Intravenous tPA therapy does not worsen acute intracerebral hemorrhage in mice

Abstract

Tissue plasminogen activator (tPA) is the only FDA-approved treatment for reperfusing ischemic strokes. But widespread use of tPA is still limited by fears of inadvertently administering tPA in patients with intracerebral hemorrhage (ICH). Surprisingly, however, the assumption that tPA will worsen ICH has never been biologically tested. Here, we assessed the effects of tPA in two models of ICH. In a mouse model of collagenase-induced ICH, hemorrhage volumes and neurological deficits after 24 hrs were similar in saline controls and tPA-treated mice, whereas heparin-treated mice had 3-fold larger hematomas.

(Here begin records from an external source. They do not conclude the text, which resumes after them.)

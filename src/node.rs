use std::cell::OnceCell;

/// The id of a node, i.e., its key in the node store.
#[derive(Hash, Copy, Clone, Ord, PartialOrd, Eq, PartialEq, Debug)]
pub(crate) struct NodeId(pub(crate) u32);

/// A leaf, i.e., a 2x2 grid, represented by the lowest four bits of a `u8`.
///
/// `nw = 8`, `ne = 4`, `sw = 2`, `se = 1`.
pub(crate) type Leaf = u8;

#[derive(Copy, Clone, Eq, PartialEq, Debug)]
pub(crate) enum Quadrant {
    Nw,
    Ne,
    Sw,
    Se,
}

impl Quadrant {
    pub(crate) const ALL: [Quadrant; 4] = [Quadrant::Nw, Quadrant::Ne, Quadrant::Sw, Quadrant::Se];

    /// The quadrant containing `(x, y)`, in coordinates centred on the node.
    pub(crate) fn of(x: i128, y: i128) -> Self {
        match (x.is_negative(), y.is_negative()) {
            (true, true) => Quadrant::Nw,
            (false, true) => Quadrant::Ne,
            (true, false) => Quadrant::Sw,
            (false, false) => Quadrant::Se,
        }
    }

    /// Offset of the top-left corner of this quadrant from the top-left
    /// corner of its parent, for a parent of side `2 * half`.
    pub(crate) const fn corner_offset(self, half: i128) -> (i128, i128) {
        match self {
            Quadrant::Nw => (0, 0),
            Quadrant::Ne => (half, 0),
            Quadrant::Sw => (0, half),
            Quadrant::Se => (half, half),
        }
    }

    /// Bit of this quadrant in a leaf, and in a quadrant interest mask.
    pub(crate) const fn bit(self) -> u8 {
        match self {
            Quadrant::Nw => 0b1000,
            Quadrant::Ne => 0b0100,
            Quadrant::Sw => 0b0010,
            Quadrant::Se => 0b0001,
        }
    }
}

/// Contents of a node: either four bits, or four children of equal level.
#[derive(Hash, Copy, Clone, Eq, PartialEq, Debug)]
pub(crate) enum NodeKind {
    Leaf(Leaf),
    Quad {
        nw: NodeId,
        ne: NodeId,
        sw: NodeId,
        se: NodeId,
    },
}

/// Children, cached results, and other data.
#[derive(Clone, Debug)]
pub(crate) struct NodeData {
    /// A node with level `n` represents a square grid with size `2.pow(n)`.
    /// Leaves have level 1.
    pub(crate) level: u8,
    pub(crate) population: u64,
    pub(crate) kind: NodeKind,
    /// The centre of the node after `2.pow(level - 2)` generations.
    pub(crate) cache: OnceCell<NodeId>,
    /// The centre of the node after one generation.
    pub(crate) cache_one: OnceCell<NodeId>,
    /// The centre of the node after the universe's configured step.
    pub(crate) cache_step: Option<NodeId>,
}

impl NodeData {
    pub(crate) fn new(level: u8, population: u64, kind: NodeKind) -> Self {
        NodeData {
            level,
            population,
            kind,
            cache: OnceCell::new(),
            cache_one: OnceCell::new(),
            cache_step: None,
        }
    }

    pub(crate) fn child(&self, quadrant: Quadrant) -> NodeId {
        match (self.kind, quadrant) {
            (NodeKind::Quad { nw, .. }, Quadrant::Nw) => nw,
            (NodeKind::Quad { ne, .. }, Quadrant::Ne) => ne,
            (NodeKind::Quad { sw, .. }, Quadrant::Sw) => sw,
            (NodeKind::Quad { se, .. }, Quadrant::Se) => se,
            (NodeKind::Leaf(_), _) => unreachable!("A leaf has no child nodes."),
        }
    }

    pub(crate) fn nw(&self) -> NodeId {
        self.child(Quadrant::Nw)
    }

    pub(crate) fn ne(&self) -> NodeId {
        self.child(Quadrant::Ne)
    }

    pub(crate) fn sw(&self) -> NodeId {
        self.child(Quadrant::Sw)
    }

    pub(crate) fn se(&self) -> NodeId {
        self.child(Quadrant::Se)
    }
}

#[cfg(test)]
mod tests {
    use super::*;

    #[test]
    fn quadrant_of() {
        assert_eq!(Quadrant::of(-1, -1), Quadrant::Nw);
        assert_eq!(Quadrant::of(0, -5), Quadrant::Ne);
        assert_eq!(Quadrant::of(-3, 0), Quadrant::Sw);
        assert_eq!(Quadrant::of(0, 0), Quadrant::Se);
    }
}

In a model of laser-induced vessel rupture, tPA also did not worsen hemorrhage volumes, while heparin did. tPA is known to worsen neurovascular injury by amplifying matrix metalloproteinases during cerebral ischemia. In contrast, tPA did not upregulate matrix metalloproteinases in our mouse ICH models. In summary, our experimental data do not support the assumption that intravenous tPA has a deleterious effect in acute ICH. However, due to potential species differences and the inability of models to fully capture the dynamics of human ICH, caution is warranted when considering the implications of these findings for human therapy.

Figure 1. tPA activity measures.

(A) Human tPA but not saline activates mouse plasminogen. In this assay, tPA converts plasminogen to plasmin, then plasmin converts D-Val-Leu-Lys-7-Amino-4-Methylcoumarin to a fluorescent product, which was measured over 1 hr at 5 minute intervals using a fluorescence plate reader. Data are provided in arbitrary fluorescence units (A.U.). Data are mean±SEM, 3 measures per group and time point. (B) Thrombolytic activity of tPA was proven in-vivo in a standard model of thromboembolic middle cerebral artery occlusion in rats. tPA restored regional cerebral blood flow (rCBF) more rapidly than saline. Data are mean±SEM, 4 animals per group.

Figure 2. Collagenase-induced ICH volumes are not increased by administration of i.v. tPA.

(A) Brain sections showing hematoma at 30 min, 60 min and 24 hrs after ICH induction. ICH starts to occur within 30 min and has largely developed by 1 hr. (B) Hematoma volumes at 24 hrs after ICH induction (mean±SD). tPA did not alter hematoma sizes, but heparin significantly worsened ICH as compared to saline and tPA treatment. (C) Results of the reconfirmation study. No difference was observed between saline and tPA mice, but heparin significantly increased ICH volume (mean±SD) as compared to saline and tPA treatment.

Figure 3. Femtosecond laser-induced cortical microhemorrhage volumes are not increased by i.v. administration of tPA.

(A) Two-photon excited fluorescence in vivo image projections of fluorescently-labeled blood plasma spanning a 20 µm depth centered at the hemorrhage origin. Image stacks are shown before and after rupturing the wall of a single penetrating arteriole using tightly focused femtosecond laser pulses. Representative examples from the three different intravenous infusion groups (saline, tPA, heparin) are shown. Extravasated plasma is visualized by diffuse fluorescence and can be seen in the post hemorrhage images in a halo surrounding the target vessel. The dark core immediately adjacent to the target vessel is filled with red blood cells. Post-hemorrhage (B) red blood cell (RBC) and (C) blood plasma extravasation diameters (mean±SEM) are shown for the three treatments: saline (n = 9 microhemorrhages), tPA (n = 11), and heparin (n = 10). No difference was found between the saline and tPA group, but heparin significantly increased both red blood cell and blood plasma extravasation diameters.

Figure 4. Treatment with tPA worsened subarachnoid hemorrhage.

Blood volumes at 24 hrs after SAH induction (mean±SEM) are provided. tPA significantly increased SAH blood volume (tPA, n = 6; saline, n = 7).

Figure 5. Gelatin zymography of MMP responses.

(A) Representative zymogram gels showing MMP-2 and MMP-9 levels in brain homogenates derived from mice subjected to focal cerebral ischemia (induced by middle cerebral artery occlusion, MCAO) or primary ICH mice. (B) Quantified densitometry of the zymogram results (arbitrary units normalized to constant loading of MMP standards). After 3 hrs of focal cerebral ischemia followed by 3 hrs reperfusion, tPA significantly amplified MMP-2 and MMP-9 levels. In contrast, there were no differences in MMPs in saline versus tPA-treated mice after ICH.